The Courier & Advertiser (Perth and Perthshire Edition)
Journalist urges police to reopen case into Dundee man’s death
Police must reopen inquiries into the death of a Dundee tycoon with links to Russia who died in a fall after claiming he would be murdered, according to a fresh investigation into a series of suspicious fatalities.
Investigative journalist Heidi Blake spent years probing the life and death of Scot Young, one of 14 people whose deaths in the UK have been linked to Russia.
Mr Young, who grew up in a tenement in Dundee, dealt in property and became an aide to a Russian oligarch who opposed President Vladimir Putin and who was found dead in his home in Berkshire in 2013.
Despite police deciding he had killed himself, Mr Young’s death in London the following year sparked theories he had been assassinated.
Ms Blake, in her new book From Russia With Blood, examines his death and 13 others.
She told The Sunday Post: “Scot Young is a pretty fascinating character.
“We became aware over the course of our many years investigating him that he operated as a fixer for superrich and powerful figures, most notably Boris Berezovsky, the Russian oligarch who fled to the UK after angering the Kremlin.”

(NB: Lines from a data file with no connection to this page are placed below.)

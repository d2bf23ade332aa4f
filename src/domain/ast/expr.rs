// Expressions. Everything that can produce a value is an `Rvalue`.

use serde::Serialize;

use super::{AnonymousClassDeclaration, Block, FormalParameters, Span, SwitchCase, Type};

#[derive(Debug, Clone, PartialEq, Serialize)]
#[serde(untagged)]
pub enum Rvalue {
    AmbiguousName(AmbiguousName),
    FieldAccess(FieldAccessExpression),
    SuperclassFieldAccess(SuperclassFieldAccessExpression),
    ArrayAccess(ArrayAccessExpression),
    Parenthesized(ParenthesizedExpression),
    Assignment(Assignment),
    Unary(UnaryOperation),
    Binary(BinaryOperation),
    Cast(Cast),
    ClassLiteral(ClassLiteral),
    Conditional(ConditionalExpression),
    Crement(Crement),
    Instanceof(Instanceof),
    MethodInvocation(MethodInvocation),
    SuperclassMethodInvocation(SuperclassMethodInvocation),
    NewClassInstance(NewClassInstance),
    NewAnonymousClassInstance(NewAnonymousClassInstance),
    NewArray(NewArray),
    NewInitializedArray(NewInitializedArray),
    ArrayInitializer(ArrayInitializer),
    This(ThisReference),
    QualifiedThis(QualifiedThisReference),
    Lambda(LambdaExpression),
    MethodReference(MethodReference),
    Switch(SwitchExpression),
    IntegerLiteral(IntegerLiteral),
    FloatingPointLiteral(FloatingPointLiteral),
    BooleanLiteral(BooleanLiteral),
    CharacterLiteral(CharacterLiteral),
    StringLiteral(StringLiteral),
    NullLiteral(NullLiteral),
}

impl Rvalue {
    pub fn span(&self) -> Span {
        match self {
            Rvalue::AmbiguousName(e) => e.span,
            Rvalue::FieldAccess(e) => e.span,
            Rvalue::SuperclassFieldAccess(e) => e.span,
            Rvalue::ArrayAccess(e) => e.span,
            Rvalue::Parenthesized(e) => e.span,
            Rvalue::Assignment(e) => e.span,
            Rvalue::Unary(e) => e.span,
            Rvalue::Binary(e) => e.span,
            Rvalue::Cast(e) => e.span,
            Rvalue::ClassLiteral(e) => e.span,
            Rvalue::Conditional(e) => e.span,
            Rvalue::Crement(e) => e.span,
            Rvalue::Instanceof(e) => e.span,
            Rvalue::MethodInvocation(e) => e.span,
            Rvalue::SuperclassMethodInvocation(e) => e.span,
            Rvalue::NewClassInstance(e) => e.span,
            Rvalue::NewAnonymousClassInstance(e) => e.span,
            Rvalue::NewArray(e) => e.span,
            Rvalue::NewInitializedArray(e) => e.span,
            Rvalue::ArrayInitializer(e) => e.span,
            Rvalue::This(e) => e.span,
            Rvalue::QualifiedThis(e) => e.span,
            Rvalue::Lambda(e) => e.span,
            Rvalue::MethodReference(e) => e.span,
            Rvalue::Switch(e) => e.span,
            Rvalue::IntegerLiteral(e) => e.span,
            Rvalue::FloatingPointLiteral(e) => e.span,
            Rvalue::BooleanLiteral(e) => e.span,
            Rvalue::CharacterLiteral(e) => e.span,
            Rvalue::StringLiteral(e) => e.span,
            Rvalue::NullLiteral(e) => e.span,
        }
    }
}

// ─────────────────────────────────────────────────────────────────────────
// Lvalues
// ─────────────────────────────────────────────────────────────────────────

/// A dotted identifier chain (`a`, `a.b.c`) whose meaning (local, field,
/// package, type) is not decided syntactically.
#[derive(Debug, Clone, PartialEq, Serialize)]
#[serde(tag = "kind", rename = "ambiguousName", rename_all = "camelCase")]
pub struct AmbiguousName {
    pub span: Span,
    pub identifiers: Vec<String>,
}

impl AmbiguousName {
    pub fn dotted(&self) -> String {
        self.identifiers.join(".")
    }
}

/// `expr.field` where `expr` is not a plain name.
#[derive(Debug, Clone, PartialEq, Serialize)]
#[serde(tag = "kind", rename = "fieldAccessExpression", rename_all = "camelCase")]
pub struct FieldAccessExpression {
    pub span: Span,
    pub lhs: Box<Rvalue>,
    pub field_name: String,
}

/// `super.field` or `Outer.super.field`.
#[derive(Debug, Clone, PartialEq, Serialize)]
#[serde(tag = "kind", rename = "superclassFieldAccessExpression", rename_all = "camelCase")]
pub struct SuperclassFieldAccessExpression {
    pub span: Span,
    pub qualification: Option<Type>,
    pub field_name: String,
}

#[derive(Debug, Clone, PartialEq, Serialize)]
#[serde(tag = "kind", rename = "arrayAccessExpression", rename_all = "camelCase")]
pub struct ArrayAccessExpression {
    pub span: Span,
    pub lhs: Box<Rvalue>,
    pub index: Box<Rvalue>,
}

#[derive(Debug, Clone, PartialEq, Serialize)]
#[serde(tag = "kind", rename = "parenthesizedExpression", rename_all = "camelCase")]
pub struct ParenthesizedExpression {
    pub span: Span,
    pub value: Box<Rvalue>,
}

// ─────────────────────────────────────────────────────────────────────────
// Operators
// ─────────────────────────────────────────────────────────────────────────

/// `=` and the compound assignments; `operator` is the token as written.
#[derive(Debug, Clone, PartialEq, Serialize)]
#[serde(tag = "kind", rename = "assignment", rename_all = "camelCase")]
pub struct Assignment {
    pub span: Span,
    pub lhs: Box<Rvalue>,
    pub operator: String,
    pub rhs: Box<Rvalue>,
}

#[derive(Debug, Clone, PartialEq, Serialize)]
#[serde(tag = "kind", rename = "unaryOperation", rename_all = "camelCase")]
pub struct UnaryOperation {
    pub span: Span,
    pub operator: String,
    pub operand: Box<Rvalue>,
}

#[derive(Debug, Clone, PartialEq, Serialize)]
#[serde(tag = "kind", rename = "binaryOperation", rename_all = "camelCase")]
pub struct BinaryOperation {
    pub span: Span,
    pub lhs: Box<Rvalue>,
    pub operator: String,
    pub rhs: Box<Rvalue>,
}

#[derive(Debug, Clone, PartialEq, Serialize)]
#[serde(tag = "kind", rename = "cast", rename_all = "camelCase")]
pub struct Cast {
    pub span: Span,
    pub target_type: Type,
    pub value: Box<Rvalue>,
}

/// `Foo.class`
#[derive(Debug, Clone, PartialEq, Serialize)]
#[serde(tag = "kind", rename = "classLiteral", rename_all = "camelCase")]
pub struct ClassLiteral {
    pub span: Span,
    #[serde(rename = "type")]
    pub type_: Type,
}

#[derive(Debug, Clone, PartialEq, Serialize)]
#[serde(tag = "kind", rename = "conditionalExpression", rename_all = "camelCase")]
pub struct ConditionalExpression {
    pub span: Span,
    pub condition: Box<Rvalue>,
    pub then_value: Box<Rvalue>,
    pub else_value: Box<Rvalue>,
}

/// `++x`, `x--` and friends.
#[derive(Debug, Clone, PartialEq, Serialize)]
#[serde(tag = "kind", rename = "crement", rename_all = "camelCase")]
pub struct Crement {
    pub span: Span,
    pub operator: String,
    pub is_prefix: bool,
    pub operand: Box<Rvalue>,
}

/// `x instanceof T` and `x instanceof T t`.
#[derive(Debug, Clone, PartialEq, Serialize)]
#[serde(tag = "kind", rename = "instanceof", rename_all = "camelCase")]
pub struct Instanceof {
    pub span: Span,
    pub lhs: Box<Rvalue>,
    pub rhs: Type,
    pub binding: Option<String>,
}

// ─────────────────────────────────────────────────────────────────────────
// Invocations and instance creation
// ─────────────────────────────────────────────────────────────────────────

#[derive(Debug, Clone, PartialEq, Serialize)]
#[serde(tag = "kind", rename = "methodInvocation", rename_all = "camelCase")]
pub struct MethodInvocation {
    pub span: Span,
    pub target: Option<Box<Rvalue>>,
    pub type_arguments: Vec<Type>,
    pub method_name: String,
    pub arguments: Vec<Rvalue>,
}

/// `super.m(...)`
#[derive(Debug, Clone, PartialEq, Serialize)]
#[serde(tag = "kind", rename = "superclassMethodInvocation", rename_all = "camelCase")]
pub struct SuperclassMethodInvocation {
    pub span: Span,
    pub method_name: String,
    pub arguments: Vec<Rvalue>,
}

#[derive(Debug, Clone, PartialEq, Serialize)]
#[serde(tag = "kind", rename = "newClassInstance", rename_all = "camelCase")]
pub struct NewClassInstance {
    pub span: Span,
    pub qualification: Option<Box<Rvalue>>,
    #[serde(rename = "type")]
    pub type_: Type,
    pub arguments: Vec<Rvalue>,
}

#[derive(Debug, Clone, PartialEq, Serialize)]
#[serde(tag = "kind", rename = "newAnonymousClassInstance", rename_all = "camelCase")]
pub struct NewAnonymousClassInstance {
    pub span: Span,
    pub qualification: Option<Box<Rvalue>>,
    pub anonymous_class_declaration: AnonymousClassDeclaration,
    pub arguments: Vec<Rvalue>,
}

/// `new int[n][]`: `type` is the element type, `dimensionExpressions` the
/// sized dimensions and `dimensions` the count of trailing empty ones.
#[derive(Debug, Clone, PartialEq, Serialize)]
#[serde(tag = "kind", rename = "newArray", rename_all = "camelCase")]
pub struct NewArray {
    pub span: Span,
    #[serde(rename = "type")]
    pub type_: Type,
    pub dimension_expressions: Vec<Rvalue>,
    pub dimensions: usize,
}

/// `new int[] { 1, 2 }`
#[derive(Debug, Clone, PartialEq, Serialize)]
#[serde(tag = "kind", rename = "newInitializedArray", rename_all = "camelCase")]
pub struct NewInitializedArray {
    pub span: Span,
    pub array_type: Type,
    pub array_initializer: ArrayInitializer,
}

#[derive(Debug, Clone, PartialEq, Serialize)]
#[serde(tag = "kind", rename = "arrayInitializer", rename_all = "camelCase")]
pub struct ArrayInitializer {
    pub span: Span,
    pub values: Vec<Rvalue>,
}

#[derive(Debug, Clone, PartialEq, Serialize)]
#[serde(tag = "kind", rename = "thisReference", rename_all = "camelCase")]
pub struct ThisReference {
    pub span: Span,
}

/// `Outer.this`
#[derive(Debug, Clone, PartialEq, Serialize)]
#[serde(tag = "kind", rename = "qualifiedThisReference", rename_all = "camelCase")]
pub struct QualifiedThisReference {
    pub span: Span,
    pub qualification: Type,
}

// ─────────────────────────────────────────────────────────────────────────
// Lambdas, method references, switch expressions
// ─────────────────────────────────────────────────────────────────────────

/// Inferred parameters (`x -> ...`, `(a, b) -> ...`) are listed by name in
/// `parameterNames`; declared ones live in `formalParameters`.
#[derive(Debug, Clone, PartialEq, Serialize)]
#[serde(tag = "kind", rename = "lambdaExpression", rename_all = "camelCase")]
pub struct LambdaExpression {
    pub span: Span,
    pub parameter_names: Vec<String>,
    pub formal_parameters: Option<FormalParameters>,
    pub body: LambdaBody,
}

#[derive(Debug, Clone, PartialEq, Serialize)]
#[serde(untagged)]
pub enum LambdaBody {
    Expression(Box<Rvalue>),
    Block(Block),
}

/// `target::name`; `name` is `new` for constructor references and
/// `target` is `None` for `super::name`.
#[derive(Debug, Clone, PartialEq, Serialize)]
#[serde(tag = "kind", rename = "methodReference", rename_all = "camelCase")]
pub struct MethodReference {
    pub span: Span,
    pub target: Option<MethodReferenceTarget>,
    pub method_name: String,
}

#[derive(Debug, Clone, PartialEq, Serialize)]
#[serde(untagged)]
pub enum MethodReferenceTarget {
    Type(Type),
    Expression(Box<Rvalue>),
}

#[derive(Debug, Clone, PartialEq, Serialize)]
#[serde(tag = "kind", rename = "switchExpression", rename_all = "camelCase")]
pub struct SwitchExpression {
    pub span: Span,
    pub selector: Box<Rvalue>,
    pub cases: Vec<SwitchCase>,
}

// ─────────────────────────────────────────────────────────────────────────
// Literals: `value` is the token exactly as written.
// ─────────────────────────────────────────────────────────────────────────

#[derive(Debug, Clone, PartialEq, Serialize)]
#[serde(tag = "kind", rename = "integerLiteral", rename_all = "camelCase")]
pub struct IntegerLiteral {
    pub span: Span,
    pub value: String,
}

#[derive(Debug, Clone, PartialEq, Serialize)]
#[serde(tag = "kind", rename = "floatingPointLiteral", rename_all = "camelCase")]
pub struct FloatingPointLiteral {
    pub span: Span,
    pub value: String,
}

#[derive(Debug, Clone, PartialEq, Serialize)]
#[serde(tag = "kind", rename = "booleanLiteral", rename_all = "camelCase")]
pub struct BooleanLiteral {
    pub span: Span,
    pub value: String,
}

#[derive(Debug, Clone, PartialEq, Serialize)]
#[serde(tag = "kind", rename = "characterLiteral", rename_all = "camelCase")]
pub struct CharacterLiteral {
    pub span: Span,
    pub value: String,
}

#[derive(Debug, Clone, PartialEq, Serialize)]
#[serde(tag = "kind", rename = "stringLiteral", rename_all = "camelCase")]
pub struct StringLiteral {
    pub span: Span,
    pub value: String,
}

#[derive(Debug, Clone, PartialEq, Serialize)]
#[serde(tag = "kind", rename = "nullLiteral", rename_all = "camelCase")]
pub struct NullLiteral {
    pub span: Span,
    pub value: String,
}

She says the official account of his suicide came after a cursory investigation.
She added: “We know he was living in fear of his life.
“We had copies of police records in which he said he believed he was going to be murdered and asked for police protection.

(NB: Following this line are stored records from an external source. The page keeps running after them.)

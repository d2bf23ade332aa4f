// Traversal engine behavior over real parsed sources.

use std::io::Write;
use std::sync::Arc;

use jgrep::domain::ast::CompilationUnit;
use jgrep::domain::node_kind::NodeKind;
use jgrep::domain::registry::ActionRegistry;
use jgrep::domain::repository::ClassRepository;
use jgrep::domain::traverser::{TraversalStats, Traverser};
use jgrep::infrastructure::JavaParser;
use jgrep::ports::{EmptyClasspath, SourceParser};

const RICH: &str = "package p;\n\
import java.util.List;\n\
import static java.lang.Math.*;\n\
enum E implements Runnable { A(1), B(2) { }; E(int v) { this(); } E() { } public void run() {} }\n\
record R(int x, String... rest) {}\n\
@interface Ann { int value() default 0; String[] names() default {\"a\"}; }\n\
@Deprecated\n\
class G<T extends Comparable<? super T>> extends java.util.ArrayList<T> {\n\
  static { }\n\
  int[] a = new int[] {1, 2}, b[];\n\
  G(T t) { super(); }\n\
  @SuppressWarnings(value = {\"x\", \"y\"})\n\
  int m(List<String> xs, Object o) throws Exception {\n\
    outer: for (int i = 0, j = 1; i < 10; i++, j--) { continue outer; }\n\
    for (final String s : xs) { ; }\n\
    try (java.io.Reader r = open(); this.reader) { } catch (RuntimeException | Error e) { } finally { }\n\
    switch (o.hashCode()) { case 1: case 2: break; default: }\n\
    int k = switch (xs.size()) { case 0 -> 1; default -> { yield 2; } };\n\
    Runnable f = () -> System.gc();\n\
    java.util.function.Function<String, Integer> g = Integer::parseInt;\n\
    Object anon = new Object() { };\n\
    if (o instanceof String str && !str.isEmpty()) { }\n\
    synchronized (this) { assert k > 0 : \"k\"; }\n\
    do { k -= 1; } while (k > 0);\n\
    char c = 'c'; double d = 1.5; Object n = null; boolean t = true;\n\
    return (int) 1L + xs.size() > 0 ? k : -k;\n\
  }\n\
}\n";

const PLAIN: &str = "package p;\n\
class A extends B {\n\
  int count = 3;\n\
  String name;\n\
  int run(int n) {\n\
    int total = 0;\n\
    for (int i = 0; i < n; i++) { total = total + values[i] * 2; }\n\
    while (total > 10) { total -= 1; }\n\
    if (total == 0) { return -1; } else { foo(total, \"x\"); }\n\
    this.name = String.valueOf(total);\n\
    return total;\n\
  }\n\
}\n";

fn parse(source: &str) -> Vec<CompilationUnit> {
    vec![JavaParser.parse("p/A.java", Arc::from(source)).unwrap()]
}

fn traverse(registry: &ActionRegistry, units: &[CompilationUnit]) -> (String, TraversalStats) {
    let classes = ClassRepository::new(units, Box::new(EmptyClasspath));
    let mut out = Vec::new();
    let stats = Traverser::new(registry, &units[0], &classes, &mut out).run().unwrap();
    (String::from_utf8(out).unwrap(), stats)
}

/// Records `kind start end` for every node.
fn recording_registry() -> ActionRegistry {
    let mut registry = ActionRegistry::new();
    registry.bind_fn(NodeKind::CompilationUnit, |node, cx| {
        let span = node.span();
        writeln!(cx.out, "{} {} {}", node.kind(), span.start, span.end)?;
        Ok(())
    });
    registry.bind_fn(NodeKind::Located, |node, cx| {
        let span = node.span();
        writeln!(cx.out, "{} {} {}", node.kind(), span.start, span.end)?;
        Ok(())
    });
    registry
}

fn count_nodes(value: &serde_json::Value) -> usize {
    match value {
        serde_json::Value::Object(map) => {
            let own = usize::from(map.contains_key("kind"));
            own + map.values().map(count_nodes).sum::<usize>()
        }
        serde_json::Value::Array(items) => items.iter().map(count_nodes).sum(),
        _ => 0,
    }
}

#[test]
fn every_node_is_visited_exactly_once() {
    for source in [RICH, PLAIN] {
        let units = parse(source);
        let expected = count_nodes(&serde_json::to_value(&units[0]).unwrap());

        let (out, stats) = traverse(&ActionRegistry::new(), &units);
        assert!(out.is_empty());
        assert_eq!(stats.nodes_visited, expected);
        assert_eq!(stats.actions_invoked, 0);

        // Every node fires either compilationUnit or located, never both.
        let (out, stats) = traverse(&recording_registry(), &units);
        assert_eq!(out.lines().count(), expected);
        assert_eq!(stats.actions_invoked, expected);
    }
}

#[test]
fn parents_fire_before_their_children() {
    let units = parse(PLAIN);
    let (out, _) = traverse(&recording_registry(), &units);
    let events: Vec<(String, usize, usize)> = out
        .lines()
        .map(|line| {
            let mut parts = line.split(' ');
            let kind = parts.next().unwrap().to_string();
            let start = parts.next().unwrap().parse().unwrap();
            let end = parts.next().unwrap().parse().unwrap();
            (kind, start, end)
        })
        .collect();

    assert_eq!(events[0].0, "compilationUnit");
    for (i, (kind, start, end)) in events.iter().enumerate().skip(1) {
        let has_enclosing_predecessor = events[..i].iter().any(|(_, s, e)| s <= start && end <= e);
        assert!(has_enclosing_predecessor, "{} at {}..{} fired before its parent", kind, start, end);
    }

    let kinds: Vec<&str> = events.iter().map(|(k, _, _)| k.as_str()).collect();
    let class = kinds.iter().position(|k| *k == "packageMemberClassDeclaration").unwrap();
    let field = kinds.iter().position(|k| *k == "fieldDeclaration").unwrap();
    let method = kinds.iter().position(|k| *k == "methodDeclarator").unwrap();
    let first_for = kinds.iter().position(|k| *k == "forStatement").unwrap();
    assert!(class < field && field < method && method < first_for);
}

#[test]
fn a_no_op_action_does_not_change_descent() {
    let units = parse(PLAIN);
    let (baseline, baseline_stats) = traverse(&recording_registry(), &units);

    let mut registry = recording_registry();
    registry.bind_fn(NodeKind::MethodInvocation, |_, _| Ok(()));
    registry.bind_fn(NodeKind::Statement, |_, _| Ok(()));
    let (out, stats) = traverse(&registry, &units);

    assert_eq!(out, baseline);
    assert_eq!(stats.nodes_visited, baseline_stats.nodes_visited);
    assert!(stats.actions_invoked > baseline_stats.actions_invoked);
}

#[test]
fn actions_run_in_registration_order_concrete_kind_first() {
    let units = parse(PLAIN);
    let mut registry = ActionRegistry::new();
    registry.bind_fn(NodeKind::Literal, |node, cx| {
        write!(cx.out, "literal:{} ", cx.text(&node.span()))?;
        Ok(())
    });
    registry.bind_fn(NodeKind::IntegerLiteral, |node, cx| {
        write!(cx.out, "a1:{} ", cx.text(&node.span()))?;
        Ok(())
    });
    registry.bind_fn(NodeKind::IntegerLiteral, |node, cx| {
        write!(cx.out, "a2:{} ", cx.text(&node.span()))?;
        Ok(())
    });
    let (out, _) = traverse(&registry, &units);

    assert!(out.starts_with("a1:3 a2:3 literal:3 a1:0 a2:0 literal:0 "), "{}", out);
    assert!(out.contains("literal:\"x\" "), "{}", out);
    let a1 = out.matches("a1:").count();
    assert_eq!(a1, out.matches("a2:").count());
    assert_eq!(a1, 8);
}

#[test]
fn action_failure_stops_the_unit() {
    let units = parse(PLAIN);
    let mut registry = ActionRegistry::new();
    registry.bind_fn(NodeKind::Statement, |node, cx| {
        write!(cx.out, "{} ", node.kind())?;
        Ok(())
    });
    registry.bind_fn(NodeKind::WhileStatement, |node, cx| {
        Err(jgrep::domain::errors::ActionError::fault(cx.location(&node.span()), "stop"))
    });

    let classes = ClassRepository::new(&units, Box::new(EmptyClasspath));
    let mut out = Vec::new();
    let err = Traverser::new(&registry, &units[0], &classes, &mut out).run().unwrap_err();
    assert_eq!(err.to_string(), "p/A.java:8:5: stop");
    let out = String::from_utf8(out).unwrap();
    // The concrete-kind action fails before the generalized one prints.
    assert!(out.ends_with("expressionStatement "), "{}", out);
    assert!(!out.contains("whileStatement"));
    assert!(!out.contains("ifStatement"));
}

“Yet when he eventually was found dead, police didn’t even stop to dust for fingerprints and didn’t grab CCTV.
“Given who Scot was, who he’d been associating with and how many times he’d warned he believed he was going to be murdered, it was pretty extraordinary.”

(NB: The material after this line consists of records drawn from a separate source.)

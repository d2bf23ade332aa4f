//! Java source parser: tree-sitter-java concrete syntax lowered into the
//! typed AST.
//!
//! Any ERROR or MISSING node fails the file. Constructs the AST does not
//! model (patterns, string templates, top-level statements) fail it too;
//! nothing is skipped silently except comments and `module-info`
//! declarations.

use std::cell::Cell;
use std::sync::Arc;

use tree_sitter::{Node, Parser};

use crate::domain::ast::*;
use crate::domain::errors::ParseError;
use crate::ports::SourceParser;

type Lowered<T> = Result<T, ParseError>;

/// Deepest nesting of expressions, statements and types a unit may have.
/// Lowering and traversal both recurse once per level.
pub const MAX_NESTING: usize = 1000;

const TYPE_KINDS: &[&str] = &[
    "void_type",
    "integral_type",
    "floating_point_type",
    "boolean_type",
    "type_identifier",
    "scoped_type_identifier",
    "generic_type",
    "array_type",
    "annotated_type",
];

const TYPE_DECLARATION_KINDS: &[&str] = &[
    "class_declaration",
    "interface_declaration",
    "enum_declaration",
    "record_declaration",
    "annotation_type_declaration",
];

/// Stateless; each call builds its own tree-sitter parser, so one instance
/// serves every parse-phase worker.
#[derive(Debug, Default, Clone, Copy)]
pub struct JavaParser;

impl SourceParser for JavaParser {
    fn parse(&self, path: &str, source: Arc<str>) -> Result<CompilationUnit, ParseError> {
        let mut parser = Parser::new();
        parser
            .set_language(&tree_sitter_java::LANGUAGE.into())
            .map_err(|e| ParseError::Language(e.to_string()))?;
        let tree = parser
            .parse(source.as_bytes(), None)
            .ok_or_else(|| ParseError::Language(format!("no syntax tree produced for {}", path)))?;

        let root = tree.root_node();
        let lowering = Lowering { path, src: &source, depth: Cell::new(0) };
        if root.has_error() {
            return Err(lowering.syntax_error(root));
        }
        let mut unit = lowering.compilation_unit(root)?;
        unit.source = Arc::clone(&source);
        Ok(unit)
    }
}

// ─────────────────────────────────────────────────────────────────────────
// Tree helpers
// ─────────────────────────────────────────────────────────────────────────

fn named_children<'t>(node: Node<'t>) -> Vec<Node<'t>> {
    let mut cursor = node.walk();
    node.named_children(&mut cursor).filter(|c| !c.is_extra()).collect()
}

Mr Young’s ex-wife Michelle, mum to the couple’s two daughters, believes his death is suspicious and is trying to trace what she believes is hundreds of millions of pounds of missing assets.
Ms Blake said: “There’s all sorts of evidence which suggest it may not have been suicide.
“We are saying it’s one of 14 deaths which ought to be fully investigated and until that happens the suspicions are going to linger.”
The Met said reviews had been carried out into the deaths and there was “no basis on which to reopen any of the investigations”.